I go down on my knees and gather the fragrant blooms in my arms. Their scent intoxicates me. I lie down on my back and scoot under the blossoms until I’m hidden. I caress the clusters of tiny flowers and let the memories escape their hiding place.

The snowball bush was white back then. Lush and full, a tribute to its name — looking for all the world like dazzling white snowballs. Somehow, I always associated my daddy with the snowball bush. I guess it’s the picture I have of him holding me up to touch the blossoms. He’s smiling at me and for years I pretended to remember that day, when in truth I don’t remember him at all. All my memories I borrowed from the stories Mama and Granny told me.

I close my eyes and see Mama, her eyes as blue as tomorrow, her skin the color of fresh cream. Standing next to her, I see Granny, who like the snowball bush would sway in the strong wind but never — ever break.

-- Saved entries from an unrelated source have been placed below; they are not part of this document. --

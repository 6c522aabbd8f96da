pub(crate) mod reconciler;
mod registry;
pub mod service;

use std::{convert::TryInto, marker::PhantomData};

use super::{core::registry::Registry, handler, impl_request_handler};
use async_trait::async_trait;
use common::{errors::SvcError, Service};
use mbus_api::{
    v0::{
        ChannelVs,
        CreatePool,
        CreateReplica,
        DestroyPool,
        DestroyReplica,
        GetPools,
        GetReplicas,
        ShareReplica,
        UnshareReplica,
    },
    Message,
    MessageId,
    ReceivedMessage,
};
use reconciler::PoolReconciler;

/// Wires up the pool/replica RPC surface. The `PoolReconciler` itself is
/// constructed and spawned in `server()`, ahead of `connect_message_bus`,
/// and handed in as shared state so `volume::configure` can reach it too
/// (the busy-finalizer hooks on replica create/destroy are shared across
/// both channels).
pub(crate) fn configure(builder: Service) -> Service {
    let registry = builder.get_shared_state::<Registry>().clone();
    let reconciler = builder.get_shared_state::<PoolReconciler>().clone();
    builder
        .with_channel(ChannelVs::Pool)
        .with_default_liveness()
        .with_shared_state(service::Service::new(registry, reconciler))
        .with_subscription(handler!(GetPools))
        .with_subscription(handler!(CreatePool))
        .with_subscription(handler!(DestroyPool))
        .with_subscription(handler!(GetReplicas))
        .with_subscription(handler!(CreateReplica))
        .with_subscription(handler!(DestroyReplica))
        .with_subscription(handler!(ShareReplica))
        .with_subscription(handler!(UnshareReplica))
}

#[cfg(test)]
mod tests {
    use super::*;
    use composer::*;
    use mbus_api::v0::{GetNodes, Liveness, Protocol, Replica};

    fn init_tracing() {
        if let Ok(filter) =
            tracing_subscriber::EnvFilter::try_from_default_env()
        {
            tracing_subscriber::fmt().with_env_filter(filter).init();
        } else {
            tracing_subscriber::fmt().with_env_filter("info").init();
        }
    }

    async fn wait_for_services() {
        let _ = GetNodes {}.request().await.unwrap();
        Liveness {}.request_on(ChannelVs::Pool).await.unwrap();
    }
    // to avoid waiting for timeouts
    async fn orderly_start(test: &ComposeTest) {
        test.start_containers(vec!["nats", "core"]).await.unwrap();

        mbus_api::message_bus_init("10.1.0.2".into()).await;
        wait_for_services().await;

        test.start("mayastor").await.unwrap();

        let mut hdl = test.grpc_handle("mayastor").await.unwrap();
        hdl.mayastor.list_nexus(rpc::mayastor::Null {}).await.unwrap();
    }

    #[tokio::test]
    async fn pool() {
        init_tracing();
        let mayastor = "pool-test-name";
        let test = Builder::new()
            .name("pool")
            .add_container_bin(
                "nats",
                Binary::from_nix("nats-server").with_arg("-DV"),
            )
            .add_container_bin("core", Binary::from_dbg("core").with_nats("-n"))
            .add_container_bin(
                "mayastor",
                Binary::from_dbg("mayastor")
                    .with_nats("-n")
                    .with_args(vec!["-N", mayastor])
                    .with_args(vec!["-g", "10.1.0.4:10124"]),
            )
            .autorun(false)
            .build()
            .await
            .unwrap();

        orderly_start(&test).await;

        let nodes = GetNodes {}.request().await.unwrap();
        tracing::info!("Nodes: {:?}", nodes);

        CreatePool {
            node: mayastor.into(),
            id: "pooloop".into(),
            disks: vec!["malloc:///disk0?size_mb=100".into()],
        }
        .request()
        .await
        .unwrap();

        let pools = GetPools::default().request().await.unwrap();
        tracing::info!("Pools: {:?}", pools);

        let replica = CreateReplica {
            node: mayastor.into(),
            uuid: "replica1".into(),
            pool: "pooloop".into(),
            size: 12582912, /* actual size will be a multiple of 4MB so just
                             * create it like so */
            thin: true,
            share: Protocol::Off,
        }
        .request()
        .await
        .unwrap();

        let replicas = GetReplicas::default().request().await.unwrap();
        tracing::info!("Replicas: {:?}", replicas);

        assert_eq!(
            replica,
            Replica {
                node: mayastor.into(),
                uuid: "replica1".into(),
                pool: "pooloop".into(),
                thin: false,
                size: 12582912,
                share: Protocol::Off,
                uri: "bdev:///replica1".into()
            }
        );

        let uri = ShareReplica {
            node: mayastor.into(),
            uuid: "replica1".into(),
            pool: "pooloop".into(),
            protocol: Protocol::Nvmf,
        }
        .request()
        .await
        .unwrap();

        let mut replica_updated = replica;
        replica_updated.uri = uri;
        replica_updated.share = Protocol::Nvmf;
        let replica = GetReplicas::default().request().await.unwrap();
        let replica = replica.0.first().unwrap();
        assert_eq!(replica, &replica_updated);

        DestroyReplica {
            node: mayastor.into(),
            uuid: "replica1".into(),
            pool: "pooloop".into(),
        }
        .request()
        .await
        .unwrap();

        assert!(GetReplicas::default().request().await.unwrap().0.is_empty());

        DestroyPool {
            node: mayastor.into(),
            id: "pooloop".into(),
        }
        .request()
        .await
        .unwrap();

        assert!(GetPools::default().request().await.unwrap().0.is_empty());
    }
}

I lie still and breathe in the sharp and tangy scent of my childhood. I hold it in and listen to the bees hum a lazy song. My breath bursts out in a whoosh that stirs the blossoms. If only I could mark this place in time like placing a bookmark between the pages, then I wouldn’t have to remember my stepfather. But that’s impossible. I know that now; that’s why after all these years, I’ve come back home.

I was six when Mama married Jack. He was what Granny called a mean drunk. I lived two lives back then – the one when Jack was gone and the one when he was home. He’d go off for weeks at a time, and Mama and I would roll up the rug in the front room and sing and dance to her Elvis records.

Then he’d come home.

When Jack brought groceries and presents for Mama, it meant he had found work. For a few days, or a couple of weeks if we were lucky, he went around hugging and kissing on Mama, and the light would come back on in her eyes. One time he brought me a doll. It was made of hard plastic – cold and stiff – its eyes blue and empty. I hated that doll. Its eyes closed when you laid it down, so I put it on the floor of my closet and threw an old blanket over it.

From the day Jack entered our lives, I tried to disappear. When he was home, I played beside the stove in the kitchen, the one room he avoided. This was Granny’s domain, and it was like she’d drawn an invisible line across the threshold that Jack wouldn’t cross. The house belonged to Granny, and Jack knew without her, none of us would have a roof over our heads. He was forever telling Mama he was going to this place — or that place — to get a job. He bragged about getting a big house for just us, but he always came back with his pockets empty and the smell of liquor on his breath. Granny said men like Jack couldn’t stand to be beholden to a woman. He blamed all his problems on us. That’s why Mama and Granny knew the day would come when he would let in on me.

It got worse in the spring. If we were lucky, and there wasn’t much rain, Jack stayed gone and sometimes found work. If the rains set in and he was home, sooner or later, he would throw a big drunk. The spring I turned eight, the winter had been bitterly cold and dry, so when the spring rains came, it was like the heavens opened the floodgates. That was when Granny taught me about sanctuary.

For three days and nights, we tiptoed around Jack, who hardly moved from the couch in the front room. That smell. Sweat and whiskey. Whenever I caught a whiff of it, my stomach churned and every cell in my body went on alert.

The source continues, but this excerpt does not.